From: Francesco Potorti`
Subject: Re: Performance optimization (allocation inside a for loop)
Date: Thu, 02 Apr 2009 10:59:38 +0200

>function retval = test(n)
>  # retval = zeros(1, n);
>  for n = [1:n]
>    retval(n) = n;
>  endfor

Note that your loop style is not advisable, as you use the same variable
as an index and as a limit.  While it works, it is not easy to read and
is prone to errors.  A prefereable way is to write

for ii = 1:n
  retval(ii) = ii;

In the cases when you really need a for loop because your code cannot be
vectorised, the efficient way is to either preallocate the vector, as
you did, or to start writing from the end using 
 for ii = n:-1:1
so that Octave allocates the vector on the first iteration.

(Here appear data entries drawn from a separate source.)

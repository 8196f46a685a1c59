//! # bufchan
//!
//! Buffered, optionally bidirectional and seekable access to raw byte
//! channels.
//!
//! A channel (pipe, socket, file, memory region) is wrapped together with a
//! fixed-capacity [`ByteBuffer`] into a source. Small reads and writes are
//! served from the buffer; the channel only sees fills and flushes. Over a
//! seekable channel, [`SeekableSource`] keeps the logical stream position
//! consistent with the channel while switching between reading and writing,
//! and seeks inside the buffered window without any I/O.

pub mod io;
pub use io::*;

/// Install a `tracing` subscriber driven by `RUST_LOG`
///
/// Does nothing if a global subscriber is already set.
#[cfg(feature = "logging")]
pub fn init_logging() {
    use tracing_subscriber::EnvFilter;

    let _ = tracing_subscriber::fmt()
        .with_env_filter(EnvFilter::from_default_env())
        .try_init();
}

#[cfg(test)]
mod tests {
    use super::*;

    #[test]
    fn component_loads() {
        // Verify core types are accessible
        let _ = ByteOrder::native();
        let _ = Capabilities::SEEKABLE;
        let opts = SourceOptions::default();
        assert_eq!(opts.buffer_size, DEFAULT_BUFFER_SIZE);
    }
}
//! Error taxonomy for buffered sources and channels

use std::io;

use thiserror::Error;

#[derive(Error, Debug)]
pub enum Error {
    /// A contiguous span could not be provided after one flush+fill cycle.
    #[error("end of stream: {required} bytes requested, {available} available")]
    EndOfStream { required: usize, available: usize },

    #[error("channel is not readable")]
    NonReadable,

    #[error("channel is not writable")]
    NonWritable,

    /// Positioning operation invoked on a source or channel that cannot seek.
    #[error("{0} is not supported by this source")]
    Unsupported(&'static str),

    #[error("channel is neither readable nor writable")]
    NoCapabilities,

    /// Unread input would be lost by switching a non-seekable source to writing.
    #[error("{unread} unread bytes are buffered; drain them before writing")]
    PendingInput { unread: usize },

    /// The channel stopped accepting bytes while a complete flush was required.
    #[error("channel stalled with {pending} bytes still buffered")]
    Stalled { pending: usize },

    #[error("channel is closed")]
    Closed,

    #[error(transparent)]
    Io(#[from] io::Error),
}

impl Error {
    /// Capability errors are configuration mistakes and must never be retried.
    pub fn is_capability(&self) -> bool {
        matches!(
            self,
            Error::NonReadable | Error::NonWritable | Error::Unsupported(_) | Error::NoCapabilities
        )
    }
}

impl From<Error> for io::Error {
    fn from(err: Error) -> Self {
        let kind = match err {
            Error::Io(inner) => return inner,
            Error::EndOfStream { .. } => io::ErrorKind::UnexpectedEof,
            Error::NonReadable
            | Error::NonWritable
            | Error::Unsupported(_)
            | Error::NoCapabilities => io::ErrorKind::Unsupported,
            Error::PendingInput { .. } => io::ErrorKind::InvalidInput,
            Error::Stalled { .. } => io::ErrorKind::WriteZero,
            Error::Closed => io::ErrorKind::NotConnected,
        };
        io::Error::new(kind, err)
    }
}

pub type Result<T> = std::result::Result<T, Error>;
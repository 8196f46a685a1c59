//! Single-direction buffering core
//!
//! A [`BufferCore`] owns the fill/flush cycle for one direction of a channel.
//! It does not own the buffer or the channel: the source that composes it
//! lends both on every call, which lets a seekable source run a read core and
//! a write core over the same buffer and channel.

use tracing::trace;

use super::buffer::{BufferAdapter, ByteBuffer};
use super::channel::{Capabilities, Channel};
use super::error::{Error, Result};

/// Direction a core transfers in
#[derive(Clone, Copy, Debug, PartialEq, Eq)]
pub enum Direction {
    Read,
    Write,
}

/// Fill/flush state for one direction of a channel
#[derive(Debug)]
pub struct BufferCore {
    direction: Direction,
    dirty: bool,
    /// The channel can be repositioned, so flushing bytes past the cursor can
    /// be undone by rewinding.
    seekable: bool,
}

impl BufferCore {
    /// Read core for a channel, `None` if the channel cannot read
    pub fn reader(caps: Capabilities) -> Option<Self> {
        caps.read.then(|| Self::new(Direction::Read, caps.seek))
    }

    /// Write core for a channel, `None` if the channel cannot write
    pub fn writer(caps: Capabilities) -> Option<Self> {
        caps.write.then(|| Self::new(Direction::Write, caps.seek))
    }

    fn new(direction: Direction, seekable: bool) -> Self {
        trace!(?direction, seekable, "core init");
        Self {
            direction,
            dirty: false,
            seekable,
        }
    }

    pub fn direction(&self) -> Direction {
        self.direction
    }

    pub fn can_read(&self) -> bool {
        self.direction == Direction::Read
    }

    pub fn can_write(&self) -> bool {
        self.direction == Direction::Write
    }

    /// Oversized writes may bypass the buffer
    pub fn can_grow(&self) -> bool {
        self.can_write()
    }

    pub fn is_dirty(&self) -> bool {
        self.dirty
    }

    pub fn mark_dirty(&mut self) {
        if !self.dirty {
            trace!("mark dirty");
        }
        self.dirty = true;
    }

    /// Refill the buffer from the channel, keeping unconsumed bytes in front.
    ///
    /// Reads until the channel reports no progress or the buffer is full, then
    /// leaves the cursor at the start of the valid window. Returns the number
    /// of bytes fetched.
    pub fn fill<C: Channel + ?Sized>(
        &mut self,
        buf: &mut ByteBuffer,
        chan: &mut C,
    ) -> Result<usize> {
        if !self.can_read() {
            return Ok(0);
        }

        buf.compact();
        let start = buf.position();
        let capacity = buf.capacity();

        let mut end = start;
        let result = loop {
            if end == capacity {
                break Ok(());
            }
            match chan.read(&mut buf.as_mut_slice()[end..capacity]) {
                Ok(0) => break Ok(()),
                Ok(n) => end += n,
                Err(e) => break Err(e),
            }
        };

        buf.set_position(end);
        buf.flip();
        trace!(bytes = end - start, "fill");
        result.map(|()| end - start)
    }

    /// Drain written bytes to the channel.
    ///
    /// On success the buffer is reset for writing and the dirty flag cleared.
    /// If the channel stops accepting bytes, whatever is left stays buffered
    /// and the flag stays set. Returns the number of bytes the channel took.
    pub fn flush<C: Channel + ?Sized>(
        &mut self,
        buf: &mut ByteBuffer,
        chan: &mut C,
    ) -> Result<usize> {
        if !self.can_write() || !self.dirty {
            return Ok(0);
        }

        let cursor = buf.position();
        let end = buf.written_extent();

        let mut written = 0;
        let result = loop {
            if written == end {
                break Ok(());
            }
            match chan.write(&buf.as_slice()[written..end]) {
                Ok(0) => break Ok(()),
                Ok(n) => written += n,
                Err(e) => break Err(e),
            }
        };

        if written == end {
            // bytes past the cursor went out too; the channel must end up
            // where the logical stream is
            self.rewind(chan, end - cursor)?;
            buf.clear();
            self.dirty = false;
        } else {
            let keep_from = cursor.min(written);
            self.rewind(chan, written - keep_from)?;
            buf.shift_written(keep_from);
            trace!(pending = buf.written_extent(), "flush stalled");
        }

        trace!(bytes = written, "flush");
        result.map(|()| written)
    }

    /// Flush and fail if anything is left behind.
    pub fn flush_all<C: Channel + ?Sized>(
        &mut self,
        buf: &mut ByteBuffer,
        chan: &mut C,
    ) -> Result<()> {
        self.flush(buf, chan)?;
        if self.dirty {
            return Err(Error::Stalled {
                pending: buf.written_extent(),
            });
        }
        Ok(())
    }

    fn rewind<C: Channel + ?Sized>(&self, chan: &mut C, by: usize) -> Result<()> {
        if by == 0 || !self.seekable {
            return Ok(());
        }
        let pos = chan.position()?;
        chan.set_position(pos - by as u64)
    }

    /// Read into `dst`, draining the buffer before touching the channel.
    ///
    /// `None` means the channel is exhausted.
    pub fn read<C: Channel + ?Sized>(
        &mut self,
        buf: &mut ByteBuffer,
        chan: &mut C,
        dst: &mut [u8],
    ) -> Result<Option<usize>> {
        if !self.can_read() {
            return Err(Error::NonReadable);
        }
        if dst.is_empty() {
            return Ok(Some(0));
        }

        if let Some(n) = BufferAdapter::new(buf).read(dst) {
            return Ok(Some(n));
        }
        trace!("read: buffer empty");

        self.flush(buf, chan)?;

        if dst.len() > buf.capacity() {
            trace!(len = dst.len(), "read: bypass buffer");
            buf.mark_empty();
            let n = chan.read(dst)?;
            return Ok((n > 0).then_some(n));
        }

        self.fill(buf, chan)?;
        Ok(BufferAdapter::new(buf).read(dst))
    }

    /// Write from `src` into the buffer, flushing it when full.
    ///
    /// Returns `0` if the channel is not accepting bytes and the buffer is
    /// still full; the caller may retry later.
    pub fn write<C: Channel + ?Sized>(
        &mut self,
        buf: &mut ByteBuffer,
        chan: &mut C,
        src: &[u8],
    ) -> Result<usize> {
        if !self.can_write() {
            return Err(Error::NonWritable);
        }
        if src.is_empty() {
            return Ok(0);
        }

        let n = match BufferAdapter::new(buf).write(src) {
            Some(n) => n,
            None => {
                trace!("write: buffer full");
                // pending bytes must reach the channel before anything bypasses them
                self.flush(buf, chan)?;
                if self.dirty {
                    return Ok(0);
                }

                if src.len() > buf.capacity() {
                    trace!(len = src.len(), "write: bypass buffer");
                    buf.mark_empty();
                    chan.write(src)?
                } else {
                    buf.clear();
                    BufferAdapter::new(buf).write(src).unwrap_or(0)
                }
            }
        };

        self.mark_dirty();
        Ok(n)
    }

    /// Guarantee `required` contiguous readable bytes at the buffer cursor
    pub fn request_read<'b, C: Channel + ?Sized>(
        &mut self,
        buf: &'b mut ByteBuffer,
        chan: &mut C,
        required: usize,
    ) -> Result<&'b mut ByteBuffer> {
        if !self.can_read() {
            return Err(Error::NonReadable);
        }
        self.request(buf, chan, required)
    }

    /// Guarantee room for `required` contiguous bytes at the buffer cursor
    pub fn request_write<'b, C: Channel + ?Sized>(
        &mut self,
        buf: &'b mut ByteBuffer,
        chan: &mut C,
        required: usize,
    ) -> Result<&'b mut ByteBuffer> {
        if !self.can_write() {
            return Err(Error::NonWritable);
        }
        let buf = self.request(buf, chan, required)?;
        self.mark_dirty();
        Ok(buf)
    }

    fn request<'b, C: Channel + ?Sized>(
        &mut self,
        buf: &'b mut ByteBuffer,
        chan: &mut C,
        required: usize,
    ) -> Result<&'b mut ByteBuffer> {
        if buf.remaining() >= required {
            return Ok(buf);
        }
        trace!(
            missing = required - buf.remaining(),
            direction = ?self.direction,
            "request"
        );

        self.flush(buf, chan)?;
        self.fill(buf, chan)?;

        if self.can_write() {
            // a fresh write window spans the whole buffer
            buf.set_limit(buf.capacity());
        }

        if buf.remaining() < required {
            return Err(Error::EndOfStream {
                required,
                available: buf.remaining(),
            });
        }
        Ok(buf)
    }
}

#[cfg(test)]
mod tests {
    use super::*;
    use crate::io::memory::MemoryChannel;

    fn empty(capacity: usize) -> ByteBuffer {
        let mut buf = ByteBuffer::new(capacity);
        buf.mark_empty();
        buf
    }

    #[test]
    fn test_fill_keeps_unconsumed_bytes() {
        let mut chan = MemoryChannel::from_bytes(b"abcdefghij".to_vec()).with_max_transfer(3);
        let mut core = BufferCore::reader(chan.capabilities()).unwrap();
        let mut buf = empty(6);

        assert_eq!(core.fill(&mut buf, &mut chan).unwrap(), 6);
        buf.advance(4);
        assert_eq!(core.fill(&mut buf, &mut chan).unwrap(), 4);
        assert_eq!(buf.chunk(), b"efghij");
        assert_eq!(core.fill(&mut buf, &mut chan).unwrap(), 0);
    }

    #[test]
    fn test_read_bypasses_buffer_for_large_destinations() {
        let mut chan = MemoryChannel::from_bytes((0u8..32).collect());
        let mut core = BufferCore::reader(chan.capabilities()).unwrap();
        let mut buf = empty(4);

        let mut dst = [0u8; 16];
        assert_eq!(core.read(&mut buf, &mut chan, &mut dst).unwrap(), Some(16));
        assert_eq!(dst[15], 15);
        assert_eq!(buf.limit(), 0);
        assert_eq!(chan.calls().reads, 1);
    }

    #[test]
    fn test_read_signals_end_of_stream() {
        let mut chan = MemoryChannel::from_bytes(b"xy".to_vec());
        let mut core = BufferCore::reader(chan.capabilities()).unwrap();
        let mut buf = empty(4);

        let mut dst = [0u8; 4];
        assert_eq!(core.read(&mut buf, &mut chan, &mut dst).unwrap(), Some(2));
        assert_eq!(core.read(&mut buf, &mut chan, &mut dst).unwrap(), None);
    }

    #[test]
    fn test_write_flushes_before_bypass() {
        let mut chan = MemoryChannel::new();
        let mut core = BufferCore::writer(chan.capabilities()).unwrap();
        let mut buf = empty(4);

        assert_eq!(core.write(&mut buf, &mut chan, b"ab").unwrap(), 2);
        assert_eq!(core.write(&mut buf, &mut chan, b"0123456789").unwrap(), 2);
        assert_eq!(core.write(&mut buf, &mut chan, b"23456789").unwrap(), 8);
        assert_eq!(chan.data(), b"ab0123456789");
    }

    #[test]
    fn test_stalled_flush_keeps_pending_bytes() {
        let mut chan = MemoryChannel::new();
        chan.set_write_budget(Some(2));
        let mut core = BufferCore::writer(chan.capabilities()).unwrap();
        let mut buf = ByteBuffer::new(4);

        assert_eq!(core.write(&mut buf, &mut chan, b"abcd").unwrap(), 4);
        assert_eq!(core.flush(&mut buf, &mut chan).unwrap(), 2);
        assert!(core.is_dirty());
        assert_eq!(buf.position(), 2);
        assert_eq!(&buf.as_slice()[..2], b"cd");

        chan.set_write_budget(None);
        assert_eq!(core.flush(&mut buf, &mut chan).unwrap(), 2);
        assert!(!core.is_dirty());
        assert_eq!(chan.data(), b"abcd");
    }

    #[test]
    fn test_request_read_failure_keeps_remaining() {
        let mut chan = MemoryChannel::from_bytes(b"abc".to_vec());
        let mut core = BufferCore::reader(chan.capabilities()).unwrap();
        let mut buf = empty(8);

        assert_eq!(core.request_read(&mut buf, &mut chan, 2).unwrap().remaining(), 3);
        buf.advance(1);
        let err = core.request_read(&mut buf, &mut chan, 4).unwrap_err();
        assert!(matches!(err, Error::EndOfStream { required: 4, available: 2 }));
        assert_eq!(buf.chunk(), b"bc");
    }

    #[test]
    fn test_request_write_extends_window() {
        let mut chan = MemoryChannel::new();
        let mut core = BufferCore::writer(chan.capabilities()).unwrap();
        let mut buf = empty(8);

        core.request_write(&mut buf, &mut chan, 4).unwrap().put_u32(7).unwrap();
        assert!(core.is_dirty());
        assert!(core.request_write(&mut buf, &mut chan, 9).is_err());
        assert_eq!(chan.data(), &[0, 0, 0, 7]);
    }

    #[test]
    fn test_direction_errors() {
        let mut chan = MemoryChannel::new();
        let mut core = BufferCore::writer(chan.capabilities()).unwrap();
        let mut buf = empty(4);
        assert!(matches!(
            core.read(&mut buf, &mut chan, &mut [0u8; 1]),
            Err(Error::NonReadable)
        ));
        assert_eq!(core.fill(&mut buf, &mut chan).unwrap(), 0);
    }
}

>octave:26> tic;test(10000);toc
>Elapsed time is 0.8 seconds.
>octave:27> tic;test(100000);toc
>Elapsed time is 72 seconds.
>So the complexity is O(n^2).

Well, given two points, it could be anything :)

>Is it possible to adjust the Octave's allocation algorithm so that it
>could allocate larger chunks of data (or growing chunks of data)?

Hm.  Maybe growing in fixed-size chunks would be a good idea, in fact it
would significantly alleviate the problem you observe.  Maybe also
growing in variable-size chunks would be a good idea.  In fact, others
have observed that this would be dangerous for really big arrays, but
growing a big array is anyway bad practice and very slow, so those
conciously working at the limits of available memory will use the
currently recommended techniques, while the others could benefit from
improved performance and not be too disturbed by the occasional
out-of-memory error.

Francesco Potortì (ricercatore)        Voice: +39 050 315 3058 (op.2111)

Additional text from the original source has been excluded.